==== Records for the exercise

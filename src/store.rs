use crate::output::{
    Input, InputUpdate, Mode, Output, OutputUpdate, SensorChannel, MAX_PROGRAMS, NUM_INPUTS,
    NUM_OUTPUTS,
};
use serde::{Deserialize, Serialize};
use std::collections::HashMap;
use std::sync::Mutex;
use thiserror::Error;

#[derive(Debug, Error, PartialEq, Eq)]
pub enum StoreError {
    #[error("no such channel: {id}")]
    NotFound { id: u8 },
    #[error("invalid configuration: {0}")]
    InvalidConfig(String),
}

/// Authoritative in-memory state: outputs, inputs, and the current sensor
/// readings, behind one coarse lock. Updates are atomic at the record level;
/// a reader sees either the fully-old or fully-new record.
pub struct Store {
    inner: Mutex<FullState>,
}

/// Everything the store holds, cloned out for persistence and the status
/// endpoint.
#[derive(Serialize, Deserialize, Debug, Clone)]
pub struct FullState {
    pub outputs: Vec<Output>,
    pub inputs: Vec<Input>,
    pub sensors: HashMap<SensorChannel, f64>,
}

impl FullState {
    pub fn initial(now_epoch: i64) -> FullState {
        FullState {
            outputs: (1..=NUM_OUTPUTS).map(|id| Output::new(id, now_epoch)).collect(),
            inputs: (1..=NUM_INPUTS).map(Input::new).collect(),
            sensors: HashMap::from([
                (SensorChannel::Temperature, 22.0),
                (SensorChannel::Humidity, 45.0),
            ]),
        }
    }
}

impl Store {
    pub fn new(now_epoch: i64) -> Store {
        Store::from_state(FullState::initial(now_epoch))
    }

    pub fn from_state(state: FullState) -> Store {
        Store {
            inner: Mutex::new(state),
        }
    }

    fn lock(&self) -> std::sync::MutexGuard<'_, FullState> {
        // Lock poisoning only happens if a holder panicked; the state itself
        // is still record-consistent, so we keep going.
        self.inner.lock().unwrap_or_else(|e| e.into_inner())
    }

    pub fn get(&self, id: u8) -> Result<Output, StoreError> {
        let state = self.lock();
        state
            .outputs
            .iter()
            .find(|o| o.id == id)
            .cloned()
            .ok_or(StoreError::NotFound { id })
    }

    /// All outputs, in id order.
    pub fn list(&self) -> Vec<Output> {
        self.lock().outputs.clone()
    }

    /// Merges the given fields into the output record. A mode write (even one
    /// that keeps the current mode) resets `last_toggle` to `now_epoch` so
    /// mode-relative timers restart cleanly. Validation failures leave the
    /// record untouched.
    pub fn update(&self, id: u8, update: OutputUpdate, now_epoch: i64) -> Result<Output, StoreError> {
        if let Some(Mode::Scheduled { programs }) = &update.mode {
            validate_programs(programs)?;
        }

        let mut state = self.lock();
        let output = state
            .outputs
            .iter_mut()
            .find(|o| o.id == id)
            .ok_or(StoreError::NotFound { id })?;

        if let Some(name) = update.name {
            output.name = name;
        }
        if let Some(status) = update.status {
            output.status = status;
        }
        if let Some(manual_override) = update.manual_override {
            output.manual_override = manual_override;
        }
        if let Some(mode) = update.mode {
            output.mode = mode;
            output.last_toggle = now_epoch;
        }

        Ok(output.clone())
    }

    /// Evaluator-internal status write; does not reset `last_toggle`.
    pub fn set_status(&self, id: u8, status: bool) -> Result<(), StoreError> {
        let mut state = self.lock();
        let output = state
            .outputs
            .iter_mut()
            .find(|o| o.id == id)
            .ok_or(StoreError::NotFound { id })?;
        output.status = status;
        Ok(())
    }

    /// Manual flip: takes the output out of automatic control entirely.
    pub fn toggle(&self, id: u8) -> Result<Output, StoreError> {
        let mut state = self.lock();
        let output = state
            .outputs
            .iter_mut()
            .find(|o| o.id == id)
            .ok_or(StoreError::NotFound { id })?;
        output.status = !output.status;
        output.manual_override = true;
        output.mode = Mode::Manual;
        Ok(output.clone())
    }

    pub fn toggle_override(&self, id: u8) -> Result<Output, StoreError> {
        let mut state = self.lock();
        let output = state
            .outputs
            .iter_mut()
            .find(|o| o.id == id)
            .ok_or(StoreError::NotFound { id })?;
        output.manual_override = !output.manual_override;
        Ok(output.clone())
    }

    pub fn get_input(&self, id: u8) -> Result<Input, StoreError> {
        let state = self.lock();
        state
            .inputs
            .iter()
            .find(|i| i.id == id)
            .cloned()
            .ok_or(StoreError::NotFound { id })
    }

    pub fn list_inputs(&self) -> Vec<Input> {
        self.lock().inputs.clone()
    }

    pub fn update_input(&self, id: u8, update: InputUpdate) -> Result<Input, StoreError> {
        let mut state = self.lock();
        let input = state
            .inputs
            .iter_mut()
            .find(|i| i.id == id)
            .ok_or(StoreError::NotFound { id })?;
        if let Some(name) = update.name {
            input.name = name;
        }
        if let Some(status) = update.status {
            input.status = status;
        }
        Ok(input.clone())
    }

    /// Consistent copy of the sensor map. The sole writer is the sensor
    /// source; replacing values under the store lock keeps reads untorn.
    pub fn sensor_snapshot(&self) -> HashMap<SensorChannel, f64> {
        self.lock().sensors.clone()
    }

    pub fn set_sensor(&self, channel: SensorChannel, value: f64) {
        self.lock().sensors.insert(channel, value);
    }

    pub fn full_state(&self) -> FullState {
        self.lock().clone()
    }

    /// Runs `f` with the output slice under the store lock. Used by the
    /// evaluator so a whole pass is one critical section.
    pub(crate) fn with_outputs_mut<F, R>(&self, f: F) -> R
    where
        F: FnOnce(&mut [Output]) -> R,
    {
        let mut state = self.lock();
        f(&mut state.outputs)
    }
}

fn validate_programs(programs: &[crate::output::Program]) -> Result<(), StoreError> {
    if programs.len() > MAX_PROGRAMS {
        return Err(StoreError::InvalidConfig(format!(
            "at most {} programs allowed, got {}",
            MAX_PROGRAMS,
            programs.len()
        )));
    }
    for p in programs {
        if p.number < 1 || p.number as usize > MAX_PROGRAMS {
            return Err(StoreError::InvalidConfig(format!(
                "program number {} outside 1..={}",
                p.number, MAX_PROGRAMS
            )));
        }
    }
    Ok(())
}

#[cfg(test)]
mod tests {
    use super::*;
    use crate::output::{PeriodicConfig, Program};
    use chrono::NaiveTime;

    fn program(number: u8, on: (u32, u32), off: (u32, u32)) -> Program {
        Program {
            number,
            on: NaiveTime::from_hms_opt(on.0, on.1, 0).unwrap(),
            off: NaiveTime::from_hms_opt(off.0, off.1, 0).unwrap(),
        }
    }

    #[test]
    fn unknown_id_is_not_found_and_leaves_state_alone() {
        let store = Store::new(1000);
        let before = store.list();
        let res = store.update(
            999,
            OutputUpdate {
                name: Some("x".into()),
                ..Default::default()
            },
            2000,
        );
        assert_eq!(res.unwrap_err(), StoreError::NotFound { id: 999 });
        assert_eq!(store.list(), before);
    }

    #[test]
    fn absent_fields_are_no_ops() {
        let store = Store::new(1000);
        store
            .update(
                1,
                OutputUpdate {
                    name: Some("Pump".into()),
                    ..Default::default()
                },
                2000,
            )
            .unwrap();
        let o = store.get(1).unwrap();
        assert_eq!(o.name, "Pump");
        assert_eq!(o.mode, Mode::Manual);
        assert!(!o.status);
        // Name-only update must not touch the phase anchor.
        assert_eq!(o.last_toggle, 1000);
    }

    #[test]
    fn mode_write_resets_last_toggle_even_for_same_mode() {
        let store = Store::new(1000);
        store
            .update(
                2,
                OutputUpdate {
                    mode: Some(Mode::Periodic(PeriodicConfig::default())),
                    ..Default::default()
                },
                5000,
            )
            .unwrap();
        assert_eq!(store.get(2).unwrap().last_toggle, 5000);

        // Same mode again, later: anchor moves again.
        store
            .update(
                2,
                OutputUpdate {
                    mode: Some(Mode::Periodic(PeriodicConfig::default())),
                    ..Default::default()
                },
                9000,
            )
            .unwrap();
        assert_eq!(store.get(2).unwrap().last_toggle, 9000);
    }

    #[test]
    fn set_status_does_not_touch_last_toggle() {
        let store = Store::new(1000);
        store.set_status(3, true).unwrap();
        let o = store.get(3).unwrap();
        assert!(o.status);
        assert_eq!(o.last_toggle, 1000);
    }

    #[test]
    fn invalid_schedule_is_rejected_without_applying_anything() {
        let store = Store::new(1000);
        let programs = vec![program(0, (8, 0), (18, 0))];
        let res = store.update(
            1,
            OutputUpdate {
                name: Some("should not stick".into()),
                mode: Some(Mode::Scheduled { programs }),
                ..Default::default()
            },
            2000,
        );
        assert!(matches!(res, Err(StoreError::InvalidConfig(_))));
        let o = store.get(1).unwrap();
        assert_eq!(o.name, "Output 1");
        assert_eq!(o.mode, Mode::Manual);
        assert_eq!(o.last_toggle, 1000);
    }

    #[test]
    fn too_many_programs_are_rejected() {
        let store = Store::new(0);
        let programs: Vec<_> = (0..21).map(|_| program(1, (8, 0), (18, 0))).collect();
        let res = store.update(
            1,
            OutputUpdate {
                mode: Some(Mode::Scheduled { programs }),
                ..Default::default()
            },
            0,
        );
        assert!(matches!(res, Err(StoreError::InvalidConfig(_))));
    }

    #[test]
    fn toggle_forces_manual_mode_with_override() {
        let store = Store::new(0);
        store
            .update(
                4,
                OutputUpdate {
                    mode: Some(Mode::Periodic(PeriodicConfig::default())),
                    ..Default::default()
                },
                0,
            )
            .unwrap();
        let o = store.toggle(4).unwrap();
        assert!(o.status);
        assert!(o.manual_override);
        assert_eq!(o.mode, Mode::Manual);
    }

    #[test]
    fn override_toggle_flips_flag_only() {
        let store = Store::new(0);
        let o = store.toggle_override(5).unwrap();
        assert!(o.manual_override);
        assert_eq!(o.mode, Mode::Manual);
        let o = store.toggle_override(5).unwrap();
        assert!(!o.manual_override);
    }

    #[test]
    fn input_updates_merge_fields() {
        let store = Store::new(0);
        let i = store
            .update_input(
                6,
                InputUpdate {
                    name: Some("Door contact".into()),
                    status: Some(true),
                },
            )
            .unwrap();
        assert_eq!(i.name, "Door contact");
        assert!(i.status);
        assert_eq!(
            store.update_input(7, InputUpdate::default()).unwrap_err(),
            StoreError::NotFound { id: 7 }
        );
    }

    #[test]
    fn sensor_map_is_replaced_per_channel() {
        let store = Store::new(0);
        store.set_sensor(SensorChannel::Temperature, 30.5);
        let snap = store.sensor_snapshot();
        assert_eq!(snap[&SensorChannel::Temperature], 30.5);
        assert_eq!(snap[&SensorChannel::Humidity], 45.0);
    }
}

========

Using the listing above, gather each line that holds the string "FullState" and copy it.

    inner: Mutex<FullState>,
pub struct FullState {
impl FullState {
    pub fn initial(now_epoch: i64) -> FullState {
        FullState {
        Store::from_state(FullState::initial(now_epoch))
    pub fn from_state(state: FullState) -> Store {
    fn lock(&self) -> std::sync::MutexGuard<'_, FullState> {
    pub fn full_state(&self) -> FullState {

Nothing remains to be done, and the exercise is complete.